ASSISI (Perugia) – Organizzava eventi e concerti nei più grandi teatri e auditorium italiani con artisti di musica classica, anche di fama internazionale, “dimenticandosi” però di comunicare all’erario gran parte dei propri guadagni.

È di quanto viene accusata un’imprenditrice assisana, finita di recente nella rete della guardia di finanza: la donna, sostengono i militari del comando provinciale di Perugia, avrebbe consegnato al proprio commercialista solo parte delle fatture emesse, in modo da fare figurare un reddito inferiore a quanto effettivamente realizzato. In alcune circostanze, inoltre, avrebbe sostituito le fatture trasmesse ai propri clienti con altre di importo notevolmente inferiore.
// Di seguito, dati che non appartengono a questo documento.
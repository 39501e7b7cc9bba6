use std::io;

#[derive(Debug, Clone, PartialEq, Eq)]
pub(crate) struct ResponseHead {
    pub status: u16,
    headers: Vec<(String, String)>,
}

#[derive(Debug, Clone, Copy, PartialEq, Eq)]
pub(crate) enum BodyFraming {
    Chunked,
    ContentLength(u64),
    CloseDelimited,
}

pub(crate) fn parse_response_head(raw: &[u8]) -> io::Result<ResponseHead> {
    let text = std::str::from_utf8(raw)
        .map_err(|_| io::Error::new(io::ErrorKind::InvalidData, "response head is not UTF-8"))?;
    let mut lines = text.split("\r\n");

    let status_line = lines.next().unwrap_or_default();
    let status = parse_status_line(status_line)?;

    let mut headers = Vec::new();
    for line in lines {
        if line.is_empty() {
            break;
        }
        let Some((name, value)) = line.split_once(':') else {
            return Err(io::Error::new(
                io::ErrorKind::InvalidData,
                format!("malformed response header line {line:?}"),
            ));
        };
        headers.push((name.trim().to_ascii_lowercase(), value.trim().to_string()));
    }

    Ok(ResponseHead { status, headers })
}

fn parse_status_line(line: &str) -> io::Result<u16> {
    let mut parts = line.split_ascii_whitespace();
    let version = parts.next().unwrap_or_default();
    if !version.starts_with("HTTP/1.") {
        return Err(io::Error::new(
            io::ErrorKind::InvalidData,
            format!("unsupported response version in status line {line:?}"),
        ));
    }
    parts
        .next()
        .and_then(|code| code.parse::<u16>().ok())
        .ok_or_else(|| {
            io::Error::new(
                io::ErrorKind::InvalidData,
                format!("missing status code in status line {line:?}"),
            )
        })
}

impl ResponseHead {
    pub fn header(&self, name: &str) -> Option<&str> {
        self.headers
            .iter()
            .find(|(header_name, _)| header_name == name)
            .map(|(_, value)| value.as_str())
    }

    pub fn is_event_stream(&self) -> bool {
        let Some(content_type) = self.header("content-type") else {
            return false;
        };
        content_type
            .split(';')
            .next()
            .map(str::trim)
            .map(|base| base.eq_ignore_ascii_case("text/event-stream"))
            .unwrap_or(false)
    }

    pub fn body_framing(&self) -> io::Result<BodyFraming> {
        if let Some(transfer_encoding) = self.header("transfer-encoding") {
            let chunked = transfer_encoding
                .split(',')
                .map(str::trim)
                .any(|token| token.eq_ignore_ascii_case("chunked"));
            if chunked {
                return Ok(BodyFraming::Chunked);
            }
            return Err(io::Error::new(
                io::ErrorKind::InvalidData,
                format!("unsupported transfer encoding {transfer_encoding:?}"),
            ));
        }
        if let Some(content_length) = self.header("content-length") {
            let length = content_length.trim().parse::<u64>().map_err(|_| {
                io::Error::new(
                    io::ErrorKind::InvalidData,
                    format!("invalid content-length {content_length:?}"),
                )
            })?;
            return Ok(BodyFraming::ContentLength(length));
        }
        Ok(BodyFraming::CloseDelimited)
    }
}
use std::io;
use std::pin::Pin;
use std::sync::Arc;
use std::task::{Context, Poll};
use std::time::Duration;

use rustls::pki_types::ServerName;
use rustls::{ClientConfig, RootCertStore};
use tokio::io::{AsyncRead, AsyncWrite, ReadBuf};
use tokio::net::TcpStream;
use tokio_rustls::TlsConnector;

use crate::endpoint::{EndpointScheme, StreamEndpoint};

#[derive(Debug)]
pub(crate) enum StreamTransport {
    Plain(TcpStream),
    Tls(Box<tokio_rustls::client::TlsStream<TcpStream>>),
}

impl AsyncRead for StreamTransport {
    fn poll_read(
        self: Pin<&mut Self>,
        cx: &mut Context<'_>,
        buf: &mut ReadBuf<'_>,
    ) -> Poll<io::Result<()>> {
        match self.get_mut() {
            Self::Plain(stream) => Pin::new(stream).poll_read(cx, buf),
            Self::Tls(stream) => Pin::new(stream.as_mut()).poll_read(cx, buf),
        }
    }
}

impl AsyncWrite for StreamTransport {
    fn poll_write(
        self: Pin<&mut Self>,
        cx: &mut Context<'_>,
        buf: &[u8],
    ) -> Poll<io::Result<usize>> {
        match self.get_mut() {
            Self::Plain(stream) => Pin::new(stream).poll_write(cx, buf),
            Self::Tls(stream) => Pin::new(stream.as_mut()).poll_write(cx, buf),
        }
    }

    fn poll_flush(self: Pin<&mut Self>, cx: &mut Context<'_>) -> Poll<io::Result<()>> {
        match self.get_mut() {
            Self::Plain(stream) => Pin::new(stream).poll_flush(cx),
            Self::Tls(stream) => Pin::new(stream.as_mut()).poll_flush(cx),
        }
    }

    fn poll_shutdown(self: Pin<&mut Self>, cx: &mut Context<'_>) -> Poll<io::Result<()>> {
        match self.get_mut() {
            Self::Plain(stream) => Pin::new(stream).poll_shutdown(cx),
            Self::Tls(stream) => Pin::new(stream.as_mut()).poll_shutdown(cx),
        }
    }
}

pub(crate) async fn connect(
    endpoint: &StreamEndpoint,
    connect_timeout: Duration,
) -> io::Result<StreamTransport> {
    let deadline = tokio::time::Instant::now() + connect_timeout;
    let tcp = connect_tcp_with_deadline(&endpoint.host, endpoint.port, deadline).await?;

    match endpoint.scheme {
        EndpointScheme::Http => Ok(StreamTransport::Plain(tcp)),
        EndpointScheme::Https => {
            let connector = TlsConnector::from(event_stream_client_config());
            let server_name = ServerName::try_from(endpoint.host.clone()).map_err(|_| {
                io::Error::new(
                    io::ErrorKind::InvalidInput,
                    format!("invalid TLS server name {:?}", endpoint.host),
                )
            })?;
            let remaining = deadline.saturating_duration_since(tokio::time::Instant::now());
            let tls = tokio::time::timeout(remaining, connector.connect(server_name, tcp))
                .await
                .map_err(|_| {
                    io::Error::new(io::ErrorKind::TimedOut, "TLS handshake timed out")
                })??;
            Ok(StreamTransport::Tls(Box::new(tls)))
        }
    }
}

async fn connect_tcp_with_deadline(
    host: &str,
    port: u16,
    deadline: tokio::time::Instant,
) -> io::Result<TcpStream> {
    let remaining = deadline.saturating_duration_since(tokio::time::Instant::now());
    if remaining.is_zero() {
        return Err(io::Error::new(
            io::ErrorKind::TimedOut,
            "upstream address resolution timed out",
        ));
    }
    let resolved = tokio::time::timeout(remaining, tokio::net::lookup_host((host, port)))
        .await
        .map_err(|_| {
            io::Error::new(
                io::ErrorKind::TimedOut,
                "upstream address resolution timed out",
            )
        })?
        .map_err(|error| {
            io::Error::new(
                error.kind(),
                format!("upstream address resolution failed: {error}"),
            )
        })?;

    let mut last_error: Option<io::Error> = None;
    for addr in resolved {
        let remaining = deadline.saturating_duration_since(tokio::time::Instant::now());
        if remaining.is_zero() {
            return Err(io::Error::new(
                io::ErrorKind::TimedOut,
                "upstream connect timed out",
            ));
        }
        match tokio::time::timeout(remaining, TcpStream::connect(addr)).await {
            Ok(Ok(stream)) => return Ok(stream),
            Ok(Err(error)) => last_error = Some(error),
            Err(_) => {
                return Err(io::Error::new(
                    io::ErrorKind::TimedOut,
                    "upstream connect timed out",
                ))
            }
        }
    }

    Err(last_error.unwrap_or_else(|| {
        io::Error::new(
            io::ErrorKind::NotFound,
            "upstream address resolution returned no socket addresses",
        )
    }))
}

fn event_stream_client_config() -> Arc<ClientConfig> {
    let root_store = RootCertStore::from_iter(webpki_roots::TLS_SERVER_ROOTS.iter().cloned());
    let mut config = ClientConfig::builder()
        .with_root_certificates(root_store)
        .with_no_client_auth();
    config.alpn_protocols = vec![b"http/1.1".to_vec()];
    Arc::new(config)
}

pub(crate) async fn read_with_idle_timeout<R>(
    stream: &mut R,
    buf: &mut [u8],
    idle_timeout: Duration,
) -> io::Result<usize>
where
    R: AsyncRead + Unpin,
{
    match tokio::time::timeout(idle_timeout, tokio::io::AsyncReadExt::read(stream, buf)).await {
        Ok(result) => result,
        Err(_) => Err(io::Error::new(
            io::ErrorKind::TimedOut,
            format!("stream idle for more than {}ms", idle_timeout.as_millis()),
        )),
    }
}

#[cfg(test)]
mod tests {
    use std::net::Ipv4Addr;
    use std::time::Duration;

    use tokio::net::TcpListener;

    use super::connect_tcp_with_deadline;

    #[tokio::test]
    async fn connects_to_listening_socket_before_deadline() {
        let listener = TcpListener::bind((Ipv4Addr::LOCALHOST, 0))
            .await
            .expect("bind listener");
        let port = listener.local_addr().expect("listener addr").port();

        let stream = connect_tcp_with_deadline(
            "127.0.0.1",
            port,
            tokio::time::Instant::now() + Duration::from_secs(2),
        )
        .await
        .expect("connect must succeed");
        drop(stream);
    }

    #[tokio::test]
    async fn expired_deadline_reports_timeout() {
        let error = connect_tcp_with_deadline(
            "127.0.0.1",
            9,
            tokio::time::Instant::now(),
        )
        .await
        .expect_err("expired deadline must fail");
        assert_eq!(error.kind(), std::io::ErrorKind::TimedOut);
    }
}
mod config;
mod consumers;
mod edit;
mod errors;
mod metrics;
mod pipeline;

pub use config::EditStreamConfig;
pub use consumers::{spawn_edit_logger, EditCountsConfig, EditCountsWriter, EDIT_COUNTS_SCHEMA};
pub use edit::{decode_edit, WikiEdit};
pub use errors::EditStreamError;
pub use metrics::IngestMetrics;
pub use pipeline::{EditStreamPipeline, PipelineHandle};

pub use editstream_client::{ClientError, ConnectionMetadata};
pub use editstream_hub::{BroadcastHub, Subscription};
pub use editstream_sse::{EventId, SseEvent};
A scoprire il magheggio sono state le fiamme gialle della tenenza di Assisi, che al termine delle indagini hanno segnalato, «per il recupero a tassazione oltre due milioni di euro di ricavi. A ciò si aggiunge un’Iva evasa pari a circa 400mila euro», si legge in una nota dei militari. La donna è stata denunciata alla procura della Repubblica di Perugia per i reati di dichiarazione infedele e occultamento di documenti contabili.